Beaver Dam Analogs - Thompson Creek

Thompson Creek Beaver Dam Analog (BDA) Project

 

Partnerships for Phosphorus Load Reduction Beaver Dam Analog Project at Thompson Creek

 

  • The Lands Council
  • Partners for Fish & Wildlife Program at Turnbull National Wildlife Refuge (USFWS)
  • Gonzaga University
  • Spokane Conservation District
  • Newman Lake Property Owners Association
  • Spokane County District Staff

The Lands Council (TLC), Partners for Fish & Wildlife Program at Turnbull National Wildlife Refuge (USFWS), Spokane County, Newman Lake Property Owners Association and Gonzaga University are working together to reduce the phosphorous and sediment entering Newman Lake and to reconnect Thompson Creek to its floodplain through the implementation of a Beaver Dam Analog (BDA) Complex.

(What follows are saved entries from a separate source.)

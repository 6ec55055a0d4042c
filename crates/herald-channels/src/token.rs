//! Persisted OAuth token record.
//!
//! A single JSON file holds the access/refresh pair. Absence is a
//! valid state — every read problem (missing file, bad JSON, empty
//! fields) degrades to "no token available" and is only logged, never
//! surfaced to the scheduler. Writes go through a temp file + rename
//! so a reader can't observe a half-written record.

use std::path::{Path, PathBuf};

use chrono::{DateTime, Utc};
use serde::{Deserialize, Serialize};

use herald_core::error::{HeraldError, Result};

/// An OAuth access/refresh token pair. Always fully populated — a
/// pair with an empty token never leaves the store.
#[derive(Debug, Clone, PartialEq, Eq, Serialize, Deserialize)]
pub struct TokenPair {
    pub access_token: String,
    pub refresh_token: String,
    pub updated_at: DateTime<Utc>,
}

impl TokenPair {
    pub fn new(access_token: impl Into<String>, refresh_token: impl Into<String>) -> Self {
        Self {
            access_token: access_token.into(),
            refresh_token: refresh_token.into(),
            updated_at: Utc::now(),
        }
    }

    fn is_complete(&self) -> bool {
        !self.access_token.is_empty() && !self.refresh_token.is_empty()
    }
}

/// File-backed token store. Callers serialize writes externally (the
/// Kakao channel holds its token mutex across save calls).
pub struct TokenStore {
    path: PathBuf,
}

impl TokenStore {
    pub fn new(path: impl Into<PathBuf>) -> Self {
        Self { path: path.into() }
    }

    pub fn path(&self) -> &Path {
        &self.path
    }

    /// Read the persisted pair. Any failure degrades to `None`.
    pub fn load(&self) -> Option<TokenPair> {
        if !self.path.exists() {
            tracing::debug!(path = %self.path.display(), "no token record");
            return None;
        }
        let content = match std::fs::read_to_string(&self.path) {
            Ok(content) => content,
            Err(e) => {
                tracing::warn!(path = %self.path.display(), "token record unreadable: {e}");
                return None;
            }
        };
        let pair: TokenPair = match serde_json::from_str(&content) {
            Ok(pair) => pair,
            Err(e) => {
                tracing::warn!(path = %self.path.display(), "token record malformed: {e}");
                return None;
            }
        };
        if !pair.is_complete() {
            tracing::warn!("token record is missing a token; treating as absent");
            return None;
        }
        Some(pair)
    }

    /// Overwrite the persisted record. Atomic from a reader's point
    /// of view: written to a sibling temp file, then renamed.
    pub fn save(&self, pair: &TokenPair) -> Result<()> {
        if !pair.is_complete() {
            return Err(HeraldError::Store(
                "refusing to persist a partial token pair".into(),
            ));
        }
        if let Some(parent) = self.path.parent() {
            std::fs::create_dir_all(parent)
                .map_err(|e| HeraldError::Store(format!("create dir failed: {e}")))?;
        }
        let json = serde_json::to_string_pretty(pair)
            .map_err(|e| HeraldError::Store(format!("serialize failed: {e}")))?;
        let tmp = self.path.with_extension("json.tmp");
        std::fs::write(&tmp, &json)
            .map_err(|e| HeraldError::Store(format!("write failed: {e}")))?;
        std::fs::rename(&tmp, &self.path)
            .map_err(|e| HeraldError::Store(format!("rename failed: {e}")))?;
        tracing::info!(path = %self.path.display(), "token record saved");
        Ok(())
    }

    pub fn exists(&self) -> bool {
        self.path.exists()
    }

    /// Delete the record. Deleting a missing record is success.
    pub fn delete(&self) -> Result<()> {
        match std::fs::remove_file(&self.path) {
            Ok(()) => Ok(()),
            Err(e) if e.kind() == std::io::ErrorKind::NotFound => Ok(()),
            Err(e) => Err(HeraldError::Store(format!("delete failed: {e}"))),
        }
    }
}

Thompson Creek is currently a straight, deep channel that has disconnected from its floodplain. Water, sediment, and nutrients are rapidly moving downstream into Newman Lake, resulting in eutrophication and algae blooms.

WA Department of Ecology has the lake on its Total Maximum Daily Load (TMDL) 303d list for total phosphorus, indicating unhealthy amounts of phosphorus in the lake. Thompson Creek contributes 43% of the total phosphorus into Newman Lake.

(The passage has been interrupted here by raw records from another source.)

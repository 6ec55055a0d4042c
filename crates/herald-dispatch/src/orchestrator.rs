//! The dispatch orchestrator.
//!
//! One run: select a theme, query the agent, normalize, fan out to
//! the channels independently. A gateway failure aborts the run
//! before any notification goes out; a channel failure is recorded
//! and never blocks the sibling channel. Runs share no mutable state,
//! so a timer tick overlapping a slow manual run is fine.

use std::collections::BTreeMap;
use std::sync::Arc;
use std::time::Instant;

use herald_catalog::ThemeCatalog;
use herald_core::config::ScheduleConfig;
use herald_core::error::Result;
use herald_core::traits::Channel;
use herald_core::types::{ChannelOutcome, DispatchReport};
use herald_gateway::AgentGateway;

use crate::normalize::normalize;

/// Theme label used for manual custom-prompt runs.
const MANUAL_THEME: &str = "manual";

/// Which channels a run dispatches to.
#[derive(Debug, Clone, Copy, PartialEq, Eq)]
enum Fanout {
    /// Webhook + messenger (scheduled and random runs).
    All,
    /// Messenger only (manual custom-prompt runs).
    MessengerOnly,
}

pub struct Dispatcher {
    catalog: Arc<ThemeCatalog>,
    gateway: Arc<dyn AgentGateway>,
    webhook: Arc<dyn Channel>,
    messenger: Arc<dyn Channel>,
    schedule: ScheduleConfig,
}

impl Dispatcher {
    pub fn new(
        catalog: Arc<ThemeCatalog>,
        gateway: Arc<dyn AgentGateway>,
        webhook: Arc<dyn Channel>,
        messenger: Arc<dyn Channel>,
        schedule: ScheduleConfig,
    ) -> Self {
        Self {
            catalog,
            gateway,
            webhook,
            messenger,
            schedule,
        }
    }

    pub fn catalog(&self) -> &ThemeCatalog {
        &self.catalog
    }

    /// Timer-triggered run. Returns `Ok(None)` when `hour` falls
    /// outside the active window — the gate is evaluated before any
    /// theme selection or network call.
    pub async fn run_scheduled(&self, hour: u32) -> Result<Option<DispatchReport>> {
        if !self.schedule.in_active_window(hour) {
            tracing::debug!(hour, "outside active window, skipping scheduled run");
            return Ok(None);
        }
        let entry = self.catalog.entry_for_time(hour)?;
        tracing::info!(theme = %entry.theme, agent_mode = entry.agent_mode, "scheduled run");
        let report = self
            .execute(&entry.theme, &entry.prompt, entry.agent_mode, Fanout::All)
            .await?;
        Ok(Some(report))
    }

    /// Manual random-theme run. Bypasses the time gate.
    pub async fn run_random(&self) -> Result<DispatchReport> {
        let entry = self.catalog.random_entry()?;
        tracing::info!(theme = %entry.theme, agent_mode = entry.agent_mode, "manual random run");
        self.execute(&entry.theme, &entry.prompt, entry.agent_mode, Fanout::All)
            .await
    }

    /// Manual custom-prompt run. Always forces autonomous-agent mode
    /// and dispatches only to the messenger channel.
    pub async fn run_custom(&self, prompt: &str) -> Result<DispatchReport> {
        tracing::info!("manual custom-prompt run (agent mode forced)");
        self.execute(MANUAL_THEME, prompt, true, Fanout::MessengerOnly)
            .await
    }

    async fn execute(
        &self,
        theme: &str,
        prompt: &str,
        agent_mode: bool,
        fanout: Fanout,
    ) -> Result<DispatchReport> {
        let started = Instant::now();

        // Gateway failure propagates here and aborts the run — no
        // partial notification is ever sent.
        let raw = self.gateway.ask(prompt, agent_mode, agent_mode).await?;
        tracing::debug!(raw_len = raw.len(), "agent response received");

        let cleaned = normalize(&raw);

        let mut channel_results = BTreeMap::new();
        if fanout == Fanout::All {
            let outcome = self.deliver(self.webhook.as_ref(), theme, &cleaned).await;
            channel_results.insert(self.webhook.name().to_string(), outcome);
        }
        let outcome = self.deliver(self.messenger.as_ref(), theme, &cleaned).await;
        channel_results.insert(self.messenger.name().to_string(), outcome);

        let report = DispatchReport {
            theme: theme.to_string(),
            raw_response: raw,
            cleaned_response: cleaned,
            channel_results,
            elapsed_ms: started.elapsed().as_millis() as u64,
        };

        tracing::info!(
            theme = %report.theme,
            elapsed_ms = report.elapsed_ms,
            all_succeeded = report.all_succeeded(),
            "dispatch run finished"
        );
        Ok(report)
    }

    async fn deliver(&self, channel: &dyn Channel, title: &str, body: &str) -> ChannelOutcome {
        let outcome = ChannelOutcome::from(channel.notify(title, body).await);
        if let ChannelOutcome::Failure(reason) = &outcome {
            tracing::warn!(channel = channel.name(), %reason, "channel send failed");
        }
        outcome
    }
}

What is a Beaver Dam Analog?

 

  • Wood posts embedded in stream with willows woven between the posts
  • Reduce stream flow velocity (speed)
  • Reduce streambank erosion
  • Reduce sediment transport
  • Traps sediment behind BDA
  • Reduce phosphorus load reaching lake
  • Create ponds, pools, and wetlands
  • Passable to fish
  • Improves floodplain connectivity

Location of Thompson Creek BDA(s)

2022 GU Presentation Materials – Construction of the BDA’s

CLICK HERE for the final project report by the 2022 senior GU students on the construction of the BDA’s

Brochure

2021 GU Presentation Materials – Design of BDA’s

Below is a visual presentation of the Design and Evaluation of a Beaver  Dam Analog Complex on Thompson Creek by Gonzaga University Engineering Students.

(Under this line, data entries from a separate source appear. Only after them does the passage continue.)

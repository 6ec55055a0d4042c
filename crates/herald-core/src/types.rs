//! Shared data model for dispatch runs.

use std::collections::BTreeMap;

use serde::Serialize;

use crate::error::HeraldError;

/// Outcome of a single channel send. Always returned as data so the
/// orchestrator can continue fan-out to the remaining channels.
#[derive(Debug, Clone, PartialEq, Eq, Serialize)]
#[serde(tag = "outcome", content = "reason", rename_all = "snake_case")]
pub enum ChannelOutcome {
    Success,
    Failure(String),
}

impl ChannelOutcome {
    pub fn is_success(&self) -> bool {
        matches!(self, Self::Success)
    }
}

impl From<Result<(), HeraldError>> for ChannelOutcome {
    fn from(result: Result<(), HeraldError>) -> Self {
        match result {
            Ok(()) => Self::Success,
            Err(e) => Self::Failure(e.to_string()),
        }
    }
}

/// Result of one dispatch cycle. Created per run, never persisted —
/// used for logging and as the manual-trigger return value.
#[derive(Debug, Clone, Serialize)]
pub struct DispatchReport {
    pub theme: String,
    pub raw_response: String,
    pub cleaned_response: String,
    pub channel_results: BTreeMap<String, ChannelOutcome>,
    /// Wall time of the full run, including the agent call.
    pub elapsed_ms: u64,
}

impl DispatchReport {
    /// Conjunction of per-channel outcomes.
    pub fn all_succeeded(&self) -> bool {
        self.channel_results.values().all(ChannelOutcome::is_success)
    }
}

In hopes of reducing phosphorous in Newman Lake, Gonzaga students, Lands Council install beaver dam analogs

By Eli Francovich
Spokesman Review
November 11, 2021

On an overcast afternoon, 20 Gonzaga University seniors garbed in waders did what they could to mimic beavers. The students, all seniors in civil engineering, wove pine boughs between poles driven into the bed of Thompson Creek, north of Newman Lake on Oct. 28.

The endeavor – a partnership among Gonzaga University, the Lands Council, the Newman Lake Property Owner’s Association and the Inland Northwest Lands Conservancy – is aimed at slowing down the water in Thompson Creek and improving the health of Newman Lake.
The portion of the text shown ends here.